The key AML points recognized by FinCEN embrace:

  • Deficiencies within the Agency’s Commerce Surveillance Reviews: To watch for probably suspicious exercise, the Agency relied on “commerce surveillance studies” that FinCEN discovered suffered from “basic design flaws and longstanding knowledge points.” Sure studies had been generated utilizing a “handbook filter” designed to “handle the scope of the evaluate,” together with using “arbitrary numbers” with out “consideration for the precise threat profile of transactions captured by the report.” Because of this, thresholds had been “not cheap” underneath a threat‑primarily based framework, and a few studies had been “merely ‘too lengthy’ to evaluate.” These design and knowledge weaknesses had been compounded by extreme resourcing and governance failures. Oversight of this system was delegated to a Head of Buying and selling Compliance who “lacked prior AML expertise” and acquired minimal coaching, whereas “simply 4 Canaccord staff”—every with different non-trade surveillance duties—had been accountable for “reviewing greater than 100 distinctive studies,” lots of which had been run every day. FinCEN discovered that these deficiencies “brought about vital studies to go unreviewed—and suspicious exercise undetected—for prolonged intervals of time,” with some alerts going unreviewed for years.[4]
  • Buyer Due Diligence (“CDD”) Failures: FinCEN discovered systemic “failures in conducting CDD at onboarding and on an ongoing foundation,” citing a number of “relationships that posed heightened AML threat however weren’t recognized or monitored as such.” At onboarding, Canaccord utilized “the identical, fundamental diligence for all clients with out consideration of the chance the client posed.” Because of this, “larger‑threat candidates had been topic to the identical degree of CDD as decrease‑threat buyer candidates,” and the Agency “lacked processes to fairly handle purple flags” at account opening, together with for international monetary establishments posing elevated AML dangers. Ongoing CDD was equally poor: for a major interval, Canaccord had not “applied a course of to constantly replace clients’ due diligence recordsdata after the client’s preliminary onboarding,” and when a course of was launched in November 2023, it was not retroactively utilized to current clients.

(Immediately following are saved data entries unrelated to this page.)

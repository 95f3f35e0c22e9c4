use atelier::storage::models::Patch;
use atelier::storage::{Database, GalleryItemChanges, NewWork, WorkChanges};

fn test_db() -> (tempfile::TempDir, Database) {
    let dir = tempfile::tempdir().unwrap();
    let db = Database::open(dir.path().join("data")).unwrap();
    (dir, db)
}

fn url(name: &str) -> String {
    format!("https://cdn.example.net/{name}")
}

fn insert_image(db: &Database, name: &str) -> u64 {
    db.insert_gallery_item(url(name), name.to_string(), String::new())
        .unwrap()
        .id
}

fn insert_work_in(db: &Database, title: &str, series_id: Option<u64>) -> u64 {
    db.insert_work(NewWork {
        title: title.to_string(),
        description: String::new(),
        image_url: url(title),
        order: None,
        selected_series_id: series_id,
    })
    .unwrap()
    .id
}

// ============================================================================
// Gallery
// ============================================================================

#[test]
fn test_gallery_orders_are_assigned_sequentially() {
    let (_dir, db) = test_db();

    for name in ["a.png", "b.png", "c.png"] {
        insert_image(&db, name);
    }

    let images = db.list_gallery().unwrap();
    let orders: Vec<u32> = images.iter().map(|i| i.order).collect();
    assert_eq!(orders, vec![1, 2, 3]);
}

#[test]
fn test_gallery_list_sorts_by_order_then_id() {
    let (_dir, db) = test_db();

    let a = insert_image(&db, "a.png");
    let b = insert_image(&db, "b.png");

    // Force a duplicate order value; the earlier id must win the tie
    db.update_gallery_item(
        b,
        GalleryItemChanges {
            order: Some(1),
            ..Default::default()
        },
    )
    .unwrap();

    let ids: Vec<u64> = db.list_gallery().unwrap().iter().map(|i| i.id).collect();
    assert_eq!(ids, vec![a, b]);
}

#[test]
fn test_gallery_reorder_restamps_submitted_sequence() {
    let (_dir, db) = test_db();

    let a = insert_image(&db, "a.png");
    let b = insert_image(&db, "b.png");
    let c = insert_image(&db, "c.png");

    db.reorder_gallery(&[c, a, b]).unwrap();

    let images = db.list_gallery().unwrap();
    let listed: Vec<(u64, u32)> = images.iter().map(|i| (i.id, i.order)).collect();
    assert_eq!(listed, vec![(c, 1), (a, 2), (b, 3)]);
}

#[test]
fn test_gallery_reorder_skips_unknown_ids() {
    let (_dir, db) = test_db();

    let a = insert_image(&db, "a.png");
    let b = insert_image(&db, "b.png");

    db.reorder_gallery(&[b, 999, a]).unwrap();

    let images = db.list_gallery().unwrap();
    let listed: Vec<(u64, u32)> = images.iter().map(|i| (i.id, i.order)).collect();
    assert_eq!(listed, vec![(b, 1), (a, 3)]);
}

#[test]
fn test_gallery_update_overwrites_present_fields_only() {
    let (_dir, db) = test_db();
    let id = insert_image(&db, "a.png");

    let updated = db
        .update_gallery_item(
            id,
            GalleryItemChanges {
                title: Some("Winter".to_string()),
                available: Some(false),
                ..Default::default()
            },
        )
        .unwrap()
        .unwrap();

    assert_eq!(updated.title, "Winter");
    assert!(!updated.available);
    assert_eq!(updated.order, 1);
    assert_eq!(updated.image_url, url("a.png"));
}

#[test]
fn test_gallery_update_missing_id_is_none() {
    let (_dir, db) = test_db();
    assert!(db
        .update_gallery_item(42, GalleryItemChanges::default())
        .unwrap()
        .is_none());
}

#[test]
fn test_gallery_delete_returns_record_once() {
    let (_dir, db) = test_db();
    let id = insert_image(&db, "a.png");

    let removed = db.delete_gallery_item(id).unwrap().unwrap();
    assert_eq!(removed.id, id);
    assert!(db.delete_gallery_item(id).unwrap().is_none());
    assert!(db.list_gallery().unwrap().is_empty());
}

// ============================================================================
// Landing slides
// ============================================================================

#[test]
fn test_landing_slides_order_and_update() {
    let (_dir, db) = test_db();

    let first = db.insert_landing_slide(url("s1.jpg")).unwrap();
    let second = db.insert_landing_slide(url("s2.jpg")).unwrap();
    assert_eq!(first.order, 1);
    assert_eq!(second.order, 2);

    db.update_landing_slide_order(second.id, 0).unwrap().unwrap();
    let ids: Vec<u64> = db
        .list_landing_slides()
        .unwrap()
        .iter()
        .map(|s| s.id)
        .collect();
    assert_eq!(ids, vec![second.id, first.id]);
}

// ============================================================================
// Series and works
// ============================================================================

#[test]
fn test_series_round_trip_with_works() {
    let (_dir, db) = test_db();

    let series = db
        .insert_series("Landscapes".to_string(), Some(url("cover.jpg")))
        .unwrap();
    let w1 = insert_work_in(&db, "Dunes", Some(series.id));
    let w2 = insert_work_in(&db, "Cliffs", Some(series.id));

    let (found, works) = db.get_series_with_works(series.id).unwrap().unwrap();
    assert_eq!(found.name, "Landscapes");
    let ids: Vec<u64> = works.iter().map(|w| w.id).collect();
    assert_eq!(ids, vec![w1, w2]);

    let all = db.list_series_with_works().unwrap();
    assert_eq!(all.len(), 1);
    assert_eq!(all[0].1.len(), 2);
}

#[test]
fn test_get_series_missing_is_none() {
    let (_dir, db) = test_db();
    assert!(db.get_series_with_works(5).unwrap().is_none());
}

#[test]
fn test_update_series_name_only_keeps_image() {
    let (_dir, db) = test_db();
    let series = db
        .insert_series("Old".to_string(), Some(url("cover.jpg")))
        .unwrap();

    let updated = db
        .update_series(series.id, Some("New".to_string()), None)
        .unwrap()
        .unwrap();

    assert_eq!(updated.name, "New");
    assert_eq!(updated.image_url, Some(url("cover.jpg")));
}

#[test]
fn test_works_order_is_global_across_series() {
    let (_dir, db) = test_db();
    let s1 = db.insert_series("One".to_string(), None).unwrap();
    let s2 = db.insert_series("Two".to_string(), None).unwrap();

    insert_work_in(&db, "w1", Some(s1.id));
    insert_work_in(&db, "w2", Some(s2.id));
    let third = db.get_work(insert_work_in(&db, "w3", None)).unwrap().unwrap();

    assert_eq!(third.order, 3);
}

#[test]
fn test_works_by_series_sorted_and_scoped() {
    let (_dir, db) = test_db();
    let s1 = db.insert_series("One".to_string(), None).unwrap();
    let s2 = db.insert_series("Two".to_string(), None).unwrap();

    let a = insert_work_in(&db, "a", Some(s1.id));
    let b = insert_work_in(&db, "b", Some(s1.id));
    insert_work_in(&db, "c", Some(s2.id));

    db.reorder_works(&[b, a]).unwrap();

    let ids: Vec<u64> = db
        .list_works_by_series(s1.id)
        .unwrap()
        .iter()
        .map(|w| w.id)
        .collect();
    assert_eq!(ids, vec![b, a]);

    assert!(db.list_works_by_series(999).unwrap().is_empty());
}

#[test]
fn test_update_work_reparents_and_maintains_index() {
    let (_dir, db) = test_db();
    let s1 = db.insert_series("One".to_string(), None).unwrap();
    let s2 = db.insert_series("Two".to_string(), None).unwrap();
    let work = insert_work_in(&db, "w", Some(s1.id));

    db.update_work(
        work,
        WorkChanges {
            selected_series_id: Patch::Value(s2.id),
            ..Default::default()
        },
    )
    .unwrap()
    .unwrap();

    assert!(db.list_works_by_series(s1.id).unwrap().is_empty());
    let ids: Vec<u64> = db
        .list_works_by_series(s2.id)
        .unwrap()
        .iter()
        .map(|w| w.id)
        .collect();
    assert_eq!(ids, vec![work]);
}

#[test]
fn test_update_work_detaches_on_null() {
    let (_dir, db) = test_db();
    let series = db.insert_series("One".to_string(), None).unwrap();
    let work = insert_work_in(&db, "w", Some(series.id));

    let updated = db
        .update_work(
            work,
            WorkChanges {
                selected_series_id: Patch::Null,
                ..Default::default()
            },
        )
        .unwrap()
        .unwrap();

    assert_eq!(updated.selected_series_id, None);
    assert!(db.list_works_by_series(series.id).unwrap().is_empty());
}

#[test]
fn test_update_work_absent_patch_keeps_series() {
    let (_dir, db) = test_db();
    let series = db.insert_series("One".to_string(), None).unwrap();
    let work = insert_work_in(&db, "w", Some(series.id));

    let updated = db
        .update_work(
            work,
            WorkChanges {
                title: Some("Renamed".to_string()),
                ..Default::default()
            },
        )
        .unwrap()
        .unwrap();

    assert_eq!(updated.title, "Renamed");
    assert_eq!(updated.selected_series_id, Some(series.id));
    assert_eq!(db.list_works_by_series(series.id).unwrap().len(), 1);
}

#[test]
fn test_delete_work_cleans_index() {
    let (_dir, db) = test_db();
    let series = db.insert_series("One".to_string(), None).unwrap();
    let keep = insert_work_in(&db, "keep", Some(series.id));
    let gone = insert_work_in(&db, "gone", Some(series.id));

    db.delete_work(gone).unwrap().unwrap();

    let ids: Vec<u64> = db
        .list_works_by_series(series.id)
        .unwrap()
        .iter()
        .map(|w| w.id)
        .collect();
    assert_eq!(ids, vec![keep]);
}

#[test]
fn test_delete_series_cascades_to_works() {
    let (_dir, db) = test_db();
    let series = db
        .insert_series("Doomed".to_string(), Some(url("cover.jpg")))
        .unwrap();
    let w1 = insert_work_in(&db, "w1", Some(series.id));
    let w2 = insert_work_in(&db, "w2", Some(series.id));
    let unrelated = insert_work_in(&db, "free", None);

    let (removed, removed_works) = db.delete_series(series.id).unwrap().unwrap();
    assert_eq!(removed.id, series.id);
    let removed_ids: Vec<u64> = removed_works.iter().map(|w| w.id).collect();
    assert_eq!(removed_ids, vec![w1, w2]);

    // Former series id now yields an empty collection
    assert!(db.get_series_with_works(series.id).unwrap().is_none());
    assert!(db.list_works_by_series(series.id).unwrap().is_empty());
    assert!(db.get_work(w1).unwrap().is_none());
    assert!(db.get_work(w2).unwrap().is_none());

    // Works outside the series survive
    assert!(db.get_work(unrelated).unwrap().is_some());
}

#[test]
fn test_delete_series_missing_is_none() {
    let (_dir, db) = test_db();
    assert!(db.delete_series(77).unwrap().is_none());
}

// ============================================================================
// Singletons
// ============================================================================

#[test]
fn test_bio_upsert_overwrites() {
    let (_dir, db) = test_db();
    assert!(db.get_bio().unwrap().is_none());

    db.upsert_bio("first".to_string(), None).unwrap();
    db.upsert_bio("second".to_string(), Some(url("me.jpg")))
        .unwrap();

    let bio = db.get_bio().unwrap().unwrap();
    assert_eq!(bio.bio_text, "second");
    assert_eq!(bio.profile_picture_url, Some(url("me.jpg")));
}

#[test]
fn test_settings_upsert_overwrites() {
    let (_dir, db) = test_db();
    assert!(db.get_settings().unwrap().is_none());

    db.upsert_settings(Some(url("bg1.jpg"))).unwrap();
    db.upsert_settings(Some(url("bg2.jpg"))).unwrap();

    let settings = db.get_settings().unwrap().unwrap();
    assert_eq!(settings.background_image_url, Some(url("bg2.jpg")));
}

// ============================================================================
// Accounts
// ============================================================================

#[test]
fn test_create_user_enforces_unique_username() {
    let (_dir, db) = test_db();

    let user = db
        .create_user("oman".to_string(), "hash-1".to_string(), "admin".to_string())
        .unwrap()
        .unwrap();
    assert_eq!(user.role, "admin");

    let duplicate = db
        .create_user("oman".to_string(), "hash-2".to_string(), "admin".to_string())
        .unwrap();
    assert!(duplicate.is_none());

    assert_eq!(db.user_count().unwrap(), 1);
    let found = db.get_user_by_username("oman").unwrap().unwrap();
    assert_eq!(found.password_hash, "hash-1");
    assert!(db.get_user_by_username("nobody").unwrap().is_none());
}

// ============================================================================
// CV documents and profile pictures
// ============================================================================

#[test]
fn test_cv_documents_list_newest_first() {
    let (_dir, db) = test_db();

    let old = db
        .insert_cv_document("CV 2023".to_string(), String::new(), url("cv-2023.pdf"))
        .unwrap();
    let new = db
        .insert_cv_document("CV 2024".to_string(), String::new(), url("cv-2024.pdf"))
        .unwrap();

    let ids: Vec<u64> = db.list_cv_documents().unwrap().iter().map(|d| d.id).collect();
    assert_eq!(ids, vec![new.id, old.id]);

    db.delete_cv_document(old.id).unwrap().unwrap();
    assert_eq!(db.list_cv_documents().unwrap().len(), 1);
}

#[test]
fn test_profile_pictures_round_trip() {
    let (_dir, db) = test_db();

    let picture = db.insert_profile_picture(url("face.jpg")).unwrap();
    assert_eq!(db.list_profile_pictures().unwrap().len(), 1);

    db.delete_profile_picture(picture.id).unwrap().unwrap();
    assert!(db.list_profile_pictures().unwrap().is_empty());
    assert!(db.delete_profile_picture(picture.id).unwrap().is_none());
}

// ============================================================================
// Purge
// ============================================================================

#[test]
fn test_purge_all_clears_every_collection() {
    let (_dir, db) = test_db();

    insert_image(&db, "a.png");
    db.insert_landing_slide(url("s.jpg")).unwrap();
    let series = db.insert_series("S".to_string(), None).unwrap();
    insert_work_in(&db, "w", Some(series.id));
    db.upsert_bio("text".to_string(), None).unwrap();
    db.create_user("u".to_string(), "h".to_string(), "admin".to_string())
        .unwrap();

    let stats = db.purge_all().unwrap();
    assert!(stats.records >= 6);

    assert!(db.list_gallery().unwrap().is_empty());
    assert!(db.list_landing_slides().unwrap().is_empty());
    assert!(db.list_series_with_works().unwrap().is_empty());
    assert!(db.list_works().unwrap().is_empty());
    assert!(db.get_bio().unwrap().is_none());
    assert_eq!(db.user_count().unwrap(), 0);
    assert!(db.get_user_by_username("u").unwrap().is_none());
}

FinCEN recognized quite a few excessive‑threat clients that weren’t topic to applicable CDD.
  • Correspondent Banking Due Diligence Failures: Along with the failures with regard to CDD usually, the FinCEN enforcement motion particularly notes that “Canaccord operated international monetary establishment correspondent accounts with out confirming that the client data glad regulatory necessities” and constantly didn’t require and even request “vital data,” together with the “nature of the international monetary establishment’s enterprise and the markets it serves” as a way to “correctly mitigate the dangers related to such accounts.” For instance, Canaccord onboarded a Bahamas-based international financial institution with out conducting enough due diligence and didn’t conduct enhanced due diligence even after the Agency’s BSA Officer, legislation enforcement, and one other monetary establishment raised issues concerning the consumer.
  • Failure to Report Suspicious Exercise: FinCEN discovered that Canaccord’s management failures allowed its platform to be “utilized by illicit actors engaged in securities fraud,” whereas the Agency didn’t report suspicious exercise “regardless of readily obvious purple flags.” A preliminary SAR lookback by an impartial advisor retained by the Agency recognized a minimum of 160 SARs that ought to have been filed. FinCEN cited a number of examples involving “market manipulation” of microcap securities, together with cases through which Canaccord, regardless of its “position as a market maker shopping for and promoting hundreds of thousands of shares,” “didn’t detect purple flags of suspicious exercise.” In a single case, following an SEC buying and selling suspension citing “uncommon and unexplained market exercise,” the Agency “resumed buying and selling within the enterprise’ inventory and didn’t seem to evaluate its personal exercise.” Regardless of an inner advice to file a SAR, Canaccord “by no means filed a SAR on suspicious transactions” involving the inventory.
    • SEC Order: Equally, the SEC’s Order addressed the Agency’s failure to file SARs from February 2019 by March 2022 in violation of Trade Act Rule 17a-8.[5] The SEC famous that the Agency didn’t file SARs throughout this era regarding suspicious exercise involving “pump and dump schemes,” cases the place a “single or small variety of merchants” made up “a good portion of buying and selling quantity in a thinly traded or low-priced safety,” and “vital buying and selling in a thinly traded or low-priced safety main as much as and/or following a Fee buying and selling suspension.” The SEC famous remedial acts undertaken by the Agency, together with “a rise in AML compliance staffing, up to date AML exception studies, revised processes for SAR consideration and submitting, retention of third-party consultants to conduct a complete evaluate of the Agency’s AML compliance program, new supervision and evaluate protocols, and new commerce surveillance instruments.”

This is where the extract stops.